Assessment of prevalent vortex-center detection criteria for the compensation of wandering motion of wingtip vortices

IF 5 1区工程技术 Q1 ENGINEERING, AEROSPACE

Aerospace Science and Technology

Pub Date : 2025-02-15 DOI: 10.1016/j.ast.2025.110069

Zhiyuan Wang , Chong Pan , Zepeng Cheng

Vortex wandering, characterized as low-frequency displacements of vortex core locations, significantly affects the quantification of vortex statistics. To mitigate this impact, re-centering correction is a commonly employed method for post-processing velocity-field datasets being measured by particle image velocimetry (PIV). One of the key problems in this method is how to precisely detect instantaneous vortex centers. In this paper, eight prevalent vortex-center detection criteria are empirically evaluated, with the purpose of finding the most practical criterion for the compensation of vortex wandering. Cross-stream velocity fields in the near-wake and middle-wake regions of either an isolated vortex or a counter-rotating vortex pair, being measured by time-resolved stereoscopic PIV, are post-processed by re-centering correction with various vortex-center detection criteria, which are categorized as local or non-local methods with velocity-based or velocity-gradient-based measures. The yielded instantaneous vortex centers and vortex kinematical statistics, including mean velocity profiles and turbulent statistics, are compared in detail. It is found that the pseudo-circulation criterion, which is a velocity-based non-local method, outperforms all the other tested criteria.

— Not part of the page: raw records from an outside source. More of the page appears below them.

//! Commands that talk to the org: `types` and `upload`.

use std::path::Path;
use std::process::ExitCode;
use std::sync::Arc;

use colored::Colorize;
use tracing::{info, warn};

use crate::config::Config;
use crate::coordinator::{SubmissionCoordinator, UploadedFile};
use crate::error::AppError;
use crate::notify::{ConsoleNotifier, Notifier};
use crate::salesforce::{ApexUploadClient, SalesforceClient};

// ─────────────────────────────────────────────────────────────────────────────
// Helper: Build the Apex client from config
// ─────────────────────────────────────────────────────────────────────────────

/// Builds the upload client for the configured org.
///
/// # Errors
/// - `AppError::Config` if the instance URL or token is missing or invalid
/// - `AppError::Internal` if the HTTP client fails to initialize
pub fn build_apex_client(config: &Config) -> Result<ApexUploadClient, AppError> {
    let creds = config.credentials()?;
    info!("[UPLOAD] Using Apex resource {}", config.apex_resource);
    let client = SalesforceClient::with_timeout(creds, config.timeout())?;
    Ok(ApexUploadClient::new(client, &config.apex_resource))
}

fn coordinator(config: &Config) -> Result<SubmissionCoordinator<ApexUploadClient>, AppError> {
    let notifier: Arc<dyn Notifier> = Arc::new(ConsoleNotifier);
    Ok(SubmissionCoordinator::new(build_apex_client(config)?, notifier))
}

// ─────────────────────────────────────────────────────────────────────────────
// Commands
// ─────────────────────────────────────────────────────────────────────────────

/// Prints the tank types available in the org.
pub async fn types(config: &Config) -> Result<ExitCode, AppError> {
    let coordinator = coordinator(config)?;

    if coordinator.initialize().await.is_err() {
        return Ok(ExitCode::FAILURE);
    }

    let options = coordinator.category_options().await;
    if options.is_empty() {
        println!("{}", "No tank types found.".yellow());
        return Ok(ExitCode::SUCCESS);
    }

    let width = options.iter().map(|o| o.value.len()).max().unwrap_or(0);
    println!("{:<width$}  {}", "ID".bold(), "NAME".bold(), width = width);
    for option in options {
        println!("{:<width$}  {}", option.value, option.label, width = width);
    }
    Ok(ExitCode::SUCCESS)
}

/// Uploads every valid row of `file` as one batch.
pub async fn upload(config: &Config, file: &Path, type_id: Option<&str>) -> Result<ExitCode, AppError> {
    let coordinator = coordinator(config)?;
    let file = UploadedFile::read(file).await?;

    if let Err(e) = coordinator.initialize().await {
        if !coordinator.is_ready().await {
            return Ok(ExitCode::FAILURE);
        }
        // Tank types are only needed to check --type.
        warn!("[UPLOAD] Continuing without the tank type list: {}", e);
    }

    if let Some(id) = type_id {
        let categories = coordinator.categories().await;
        if !categories.is_empty() && !categories.iter().any(|c| c.id == id.trim()) {
            eprintln!(
                "{} tank type {} is not in the org's list; sending it anyway",
                "warning:".yellow().bold(),
                id
            );
        }
        coordinator.select_category(id).await;
    }

    match coordinator.upload_file(Some(file)).await {
        Ok(outcome) => {
            for line in coordinator.preview().await {
                println!("  {} {}", line.key.dimmed(), line.text);
            }
            if let Some(created) = outcome.confirmed_count {
                println!("Org confirmed {} tanks created.", created);
            }
            Ok(ExitCode::SUCCESS)
        }
        Err(_) => Ok(ExitCode::FAILURE),
    }
}
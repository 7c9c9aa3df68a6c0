//! Tracing subscriber setup for the binary.

use std::fs::OpenOptions;
use std::path::Path;
use std::sync::Arc;

use tracing_subscriber::{layer::SubscriberExt, util::SubscriberInitExt, EnvFilter};

use crate::error::AppError;

/// Filter used when `RUST_LOG` is unset.
const DEFAULT_FILTER: &str = "info";
const VERBOSE_FILTER: &str = "tank_loader=debug,info";

/// Installs the global subscriber.
///
/// Logs go to stderr so stdout stays clean for command output. When
/// `log_file` is given, a second plain-text layer appends to it.
///
/// # Errors
///
/// Returns `AppError::Config` if the log file cannot be opened.
pub fn init(verbose: bool, log_file: Option<&Path>) -> Result<(), AppError> {
    let filter = EnvFilter::try_from_default_env().unwrap_or_else(|_| {
        EnvFilter::new(if verbose { VERBOSE_FILTER } else { DEFAULT_FILTER })
    });

    let file_layer = match log_file {
        Some(path) => {
            let file = OpenOptions::new()
                .create(true)
                .append(true)
                .open(path)
                .map_err(|e| {
                    AppError::Config(format!("Cannot open log file {}: {}", path.display(), e))
                })?;
            Some(
                tracing_subscriber::fmt::layer()
                    .with_writer(Arc::new(file))
                    .with_ansi(false),
            )
        }
        None => None,
    };

    tracing_subscriber::registry()
        .with(filter)
        .with(tracing_subscriber::fmt::layer().with_writer(std::io::stderr))
        .with(file_layer)
        .try_init()
        .map_err(|e| AppError::Internal(format!("Logging already initialized: {}", e)))
}
pub mod cli;
pub mod commands;
pub mod config;
pub mod coordinator;
pub mod error;
pub mod ingest;
pub mod logging;
pub mod notify;
pub mod salesforce;
pub mod validation;

use std::process::ExitCode;

use crate::cli::{Cli, Command};
use crate::config::Config;
use crate::error::AppError;

/// Runs one parsed command line.
///
/// Offline commands never touch the config, so they work without an org.
pub async fn run(cli: Cli) -> Result<ExitCode, AppError> {
    match cli.command {
        Command::Preview { file } => commands::preview(&file).await,
        Command::Validate { file } => commands::validate(&file).await,
        Command::Types => {
            let config = load_config(&cli.config, cli.instance_url, cli.access_token)?;
            commands::types(&config).await
        }
        Command::Upload { file, type_id } => {
            let config = load_config(&cli.config, cli.instance_url, cli.access_token)?;
            commands::upload(&config, &file, type_id.as_deref()).await
        }
    }
}

fn load_config(
    path: &Option<std::path::PathBuf>,
    instance_url: Option<String>,
    access_token: Option<String>,
) -> Result<Config, AppError> {
    let config = Config::load(path.as_deref())?.with_overrides(instance_url, access_token);
    config.validate()?;
    Ok(config)
}
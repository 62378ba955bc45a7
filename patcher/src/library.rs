//! Library replacement inside an extracted WAR.
//!
//! Each coordinate's JAR is downloaded to a private scratch directory, then
//! copied to `WEB-INF/lib/<artifact>-<version>.jar`, overwriting a file of
//! the same name. Older versions of the artifact stay in place unless
//! pruning is requested.

use crate::coordinate::{CoordinateError, LibraryCoordinate};
use crate::download::{DownloadError, Downloader};
use log::{debug, info};
use std::fs::{self, File};
use std::path::{Component, Path, PathBuf};
use tempfile::TempDir;

/// Library directory of a WAR, relative to its root.
pub const LIBRARY_DIR: &str = "WEB-INF/lib";

/// Errors arising while replacing a single library.
#[derive(Debug, thiserror::Error)]
pub enum LibraryError {
    /// The coordinate string is malformed.
    #[error(transparent)]
    InvalidCoordinate(#[from] CoordinateError),

    /// The JAR could not be downloaded.
    #[error(transparent)]
    Download(#[from] DownloadError),

    /// The derived JAR filename is not a single path component.
    #[error("unsafe library filename \"{name}\"")]
    UnsafeFileName {
        /// The rejected filename.
        name: String,
    },

    /// The scratch directory could not be created.
    #[error("cannot create scratch directory: {0}")]
    Scratch(#[source] std::io::Error),

    /// The JAR could not be written into the library directory.
    #[error("cannot write {path}: {source}")]
    Write {
        /// The destination path.
        path: PathBuf,
        /// The underlying I/O error.
        #[source]
        source: std::io::Error,
    },

    /// An older version could not be removed.
    #[error("cannot remove {path}: {source}")]
    Prune {
        /// The file that could not be removed.
        path: PathBuf,
        /// The underlying I/O error.
        #[source]
        source: std::io::Error,
    },
}

/// Options controlling how a library is placed.
#[derive(Debug, Clone, Copy, Default, PartialEq, Eq)]
pub struct ReplaceOptions {
    /// Remove other versions of the same artifact from the library directory.
    pub prune_old: bool,
}

/// The outcome of placing one library.
#[derive(Debug, Clone, PartialEq, Eq)]
pub struct ReplacedLibrary {
    /// The coordinate that was placed.
    pub coordinate: LibraryCoordinate,
    /// Where the JAR now lives inside the extraction directory.
    pub destination: PathBuf,
    /// Whether a file of the same name was overwritten.
    pub overwritten: bool,
    /// Filenames of older versions removed by pruning.
    pub pruned: Vec<String>,
}

/// A downloaded JAR that is deleted, with its directory, when dropped.
struct ScratchJar {
    _dir: TempDir,
    path: PathBuf,
}

impl ScratchJar {
    fn fetch(
        coordinate: &LibraryCoordinate,
        file_name: &str,
        downloader: &dyn Downloader,
    ) -> Result<Self, LibraryError> {
        let dir = tempfile::Builder::new()
            .prefix("warpatch-")
            .tempdir()
            .map_err(LibraryError::Scratch)?;
        let path = dir.path().join(file_name);
        downloader.download_library(coordinate, &path)?;
        Ok(Self { _dir: dir, path })
    }
}

/// Download `coordinate` and place it in the library directory below `root`.
///
/// # Errors
///
/// Returns [`LibraryError`] if the filename is unsafe, the download fails,
/// pruning fails, or the JAR cannot be written.
pub fn replace_library(
    root: &Path,
    coordinate: &LibraryCoordinate,
    downloader: &dyn Downloader,
    options: ReplaceOptions,
) -> Result<ReplacedLibrary, LibraryError> {
    let file_name = coordinate.jar_filename();
    validate_file_name(&file_name)?;

    let scratch = ScratchJar::fetch(coordinate, &file_name, downloader)?;

    let lib_dir = root.join(LIBRARY_DIR);
    fs::create_dir_all(&lib_dir).map_err(|e| LibraryError::Write {
        path: lib_dir.clone(),
        source: e,
    })?;

    let pruned = if options.prune_old {
        prune_old_versions(&lib_dir, coordinate.artifact(), &file_name)?
    } else {
        Vec::new()
    };

    let destination = lib_dir.join(&file_name);
    let overwritten = destination.exists();
    copy_jar(&scratch.path, &destination)?;
    drop(scratch);

    if overwritten {
        info!("replaced {}", destination.display());
    } else {
        info!("added {}", destination.display());
    }

    Ok(ReplacedLibrary {
        coordinate: coordinate.clone(),
        destination,
        overwritten,
        pruned,
    })
}

fn copy_jar(source: &Path, destination: &Path) -> Result<(), LibraryError> {
    let write_error = |err: std::io::Error| LibraryError::Write {
        path: destination.to_path_buf(),
        source: err,
    };
    let mut input = File::open(source).map_err(write_error)?;
    let mut output = File::create(destination).map_err(write_error)?;
    let copied = std::io::copy(&mut input, &mut output).map_err(write_error)?;
    debug!("copied {copied} bytes to {}", destination.display());
    Ok(())
}

/// Reject filenames that would resolve outside the library directory.
fn validate_file_name(name: &str) -> Result<(), LibraryError> {
    let mut components = Path::new(name).components();
    let first = components.next();
    let rest = components.next();
    if !matches!((first, rest), (Some(Component::Normal(_)), None)) || name.contains('\\') {
        return Err(LibraryError::UnsafeFileName {
            name: name.to_owned(),
        });
    }
    Ok(())
}

/// Remove `<artifact>-<version>.jar` files other than `keep`.
///
/// Only names whose version part starts with a digit match, so
/// `lib-utils-1.0.jar` is not mistaken for a version of `lib`.
fn prune_old_versions(
    lib_dir: &Path,
    artifact: &str,
    keep: &str,
) -> Result<Vec<String>, LibraryError> {
    let read_error = |err: std::io::Error| LibraryError::Prune {
        path: lib_dir.to_path_buf(),
        source: err,
    };

    let mut pruned = Vec::new();
    for entry in fs::read_dir(lib_dir).map_err(read_error)? {
        let entry = entry.map_err(read_error)?;
        let Some(name) = entry.file_name().to_str().map(str::to_owned) else {
            continue;
        };
        if name == keep || !is_version_of(&name, artifact) {
            continue;
        }
        let path = entry.path();
        fs::remove_file(&path).map_err(|e| LibraryError::Prune {
            path: path.clone(),
            source: e,
        })?;
        info!("pruned {}", path.display());
        pruned.push(name);
    }
    pruned.sort();
    Ok(pruned)
}

fn is_version_of(file_name: &str, artifact: &str) -> bool {
    file_name
        .strip_prefix(artifact)
        .and_then(|rest| rest.strip_prefix('-'))
        .and_then(|rest| rest.strip_suffix(".jar"))
        .and_then(|version| version.chars().next())
        .is_some_and(|first| first.is_ascii_digit())
}
//! WAR patcher library.
//!
//! This crate replaces or adds library JARs inside a WAR package. The WAR is
//! taken from a local file or an HTTP(S) URL, unpacked into a private
//! directory, patched with JARs resolved from a Maven repository, and repacked
//! over the output path. It is used by the `warpatch` CLI binary and can be
//! consumed programmatically for testing or custom patching workflows.
//!
//! # Modules
//!
//! - [`cli`] - Command-line argument definitions
//! - [`coordinate`] - Maven `group:artifact:version` coordinates
//! - [`download`] - HTTP downloads behind a mockable trait
//! - [`error`] - Pipeline error types tagged with their stage
//! - [`extraction`] - WAR unpacking with path traversal checks
//! - [`library`] - JAR placement inside `WEB-INF/lib`
//! - [`output`] - Progress and failure message formatting
//! - [`pipeline`] - Acquire, unpack, replace and repack orchestration
//! - [`repack`] - Atomic WAR rebuilding from an extracted tree
//! - [`repository`] - Artifact repository base URLs
//! - [`source`] - WAR source resolution and acquisition

pub mod cli;
pub mod coordinate;
pub mod download;
pub mod error;
pub mod extraction;
pub mod library;
pub mod output;
pub mod pipeline;
pub mod repack;
pub mod repository;
pub mod source;

#[cfg(any(test, feature = "test-support"))]
pub mod test_utils;
//! HTTP download capability for WAR sources and repository JARs.
//!
//! Provides a trait-based abstraction over the two network fetches the
//! patcher performs, so the pipeline can be exercised with fixtures instead
//! of real network access.

use crate::coordinate::LibraryCoordinate;
use crate::repository::RepositoryUrl;
use log::debug;
use std::path::Path;
use std::time::Duration;

/// Default network timeout, in seconds.
pub const DEFAULT_TIMEOUT_SECS: u64 = 60;

/// Network timeout applied to every request unless configured otherwise.
pub const DEFAULT_TIMEOUT: Duration = Duration::from_secs(DEFAULT_TIMEOUT_SECS);

/// Trait for fetching remote files onto local disk.
///
/// # Examples
///
/// ```
/// use std::time::Duration;
/// use warpatch::download::HttpDownloader;
/// use warpatch::repository::RepositoryUrl;
///
/// let downloader = HttpDownloader::new(RepositoryUrl::default(), Duration::from_secs(30));
/// // Use downloader.download_library(&coordinate, dest) in production
/// ```
#[cfg_attr(test, mockall::automock)]
pub trait Downloader {
    /// Download the WAR at `url` into `dest`.
    ///
    /// # Errors
    ///
    /// Returns an error if the request fails or the file cannot be written.
    fn download_war(&self, url: &str, dest: &Path) -> Result<(), DownloadError>;

    /// Download the JAR identified by `coordinate` into `dest`.
    ///
    /// # Errors
    ///
    /// Returns an error if the request fails or the file cannot be written.
    fn download_library(
        &self,
        coordinate: &LibraryCoordinate,
        dest: &Path,
    ) -> Result<(), DownloadError>;
}

/// Errors arising from download operations.
#[derive(Debug, thiserror::Error)]
pub enum DownloadError {
    /// HTTP request failed.
    #[error("download failed for {url}: {reason}")]
    HttpError {
        /// The URL that was requested.
        url: String,
        /// A human-readable description of the failure.
        reason: String,
    },

    /// The requested file was not found (HTTP 404).
    #[error("not found: {url}")]
    NotFound {
        /// The URL that returned 404.
        url: String,
    },

    /// I/O error writing the downloaded file.
    #[error("I/O error writing download: {0}")]
    Io(#[from] std::io::Error),
}

/// HTTP-based downloader using `ureq`.
pub struct HttpDownloader {
    agent: ureq::Agent,
    repository: RepositoryUrl,
}

impl HttpDownloader {
    /// Create a downloader resolving libraries against `repository`.
    #[must_use]
    pub fn new(repository: RepositoryUrl, timeout: Duration) -> Self {
        let config = ureq::Agent::config_builder()
            .timeout_global(Some(timeout))
            .build();
        Self {
            agent: ureq::Agent::new_with_config(config),
            repository,
        }
    }

    /// Download a URL and write the body to a file.
    fn download_to_file(&self, url: &str, dest: &Path) -> Result<(), DownloadError> {
        debug!("GET {url} -> {}", dest.display());
        let response = self
            .agent
            .get(url)
            .call()
            .map_err(|e| map_ureq_error(url, &e))?;
        let mut file = std::fs::File::create(dest)?;
        let written = std::io::copy(&mut response.into_body().as_reader(), &mut file)
            .map_err(DownloadError::Io)?;
        debug!("wrote {written} bytes to {}", dest.display());
        Ok(())
    }
}

impl Default for HttpDownloader {
    fn default() -> Self {
        Self::new(RepositoryUrl::default(), DEFAULT_TIMEOUT)
    }
}

impl Downloader for HttpDownloader {
    fn download_war(&self, url: &str, dest: &Path) -> Result<(), DownloadError> {
        self.download_to_file(url, dest)
    }

    fn download_library(
        &self,
        coordinate: &LibraryCoordinate,
        dest: &Path,
    ) -> Result<(), DownloadError> {
        let url = coordinate.artifact_url(&self.repository);
        self.download_to_file(&url, dest)
    }
}

/// Map a ureq error to a [`DownloadError`].
fn map_ureq_error(url: &str, err: &ureq::Error) -> DownloadError {
    match err {
        ureq::Error::StatusCode(404) => DownloadError::NotFound {
            url: url.to_owned(),
        },
        other => DownloadError::HttpError {
            url: url.to_owned(),
            reason: other.to_string(),
        },
    }
}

Once applying the pseudo-circulation criterion to decompose the instantaneous velocity field into triple components, i.e., mean component, large-scale motion and small-scale turbulent fluctuation, the pseudo-fluctuation from vortex wandering can be effectively peeled off from small-scale turbulent fluctuation, resulting in the most compact vortex profile, as well as the lowest level of small-scale turbulent kinetic energy and Reynolds shear stress in the vortex core region. Such an advance makes it an ideal vortex-center detection criterion to study either wingtip vortex instability or energy transfer characteristics associated with the vortex wandering motion.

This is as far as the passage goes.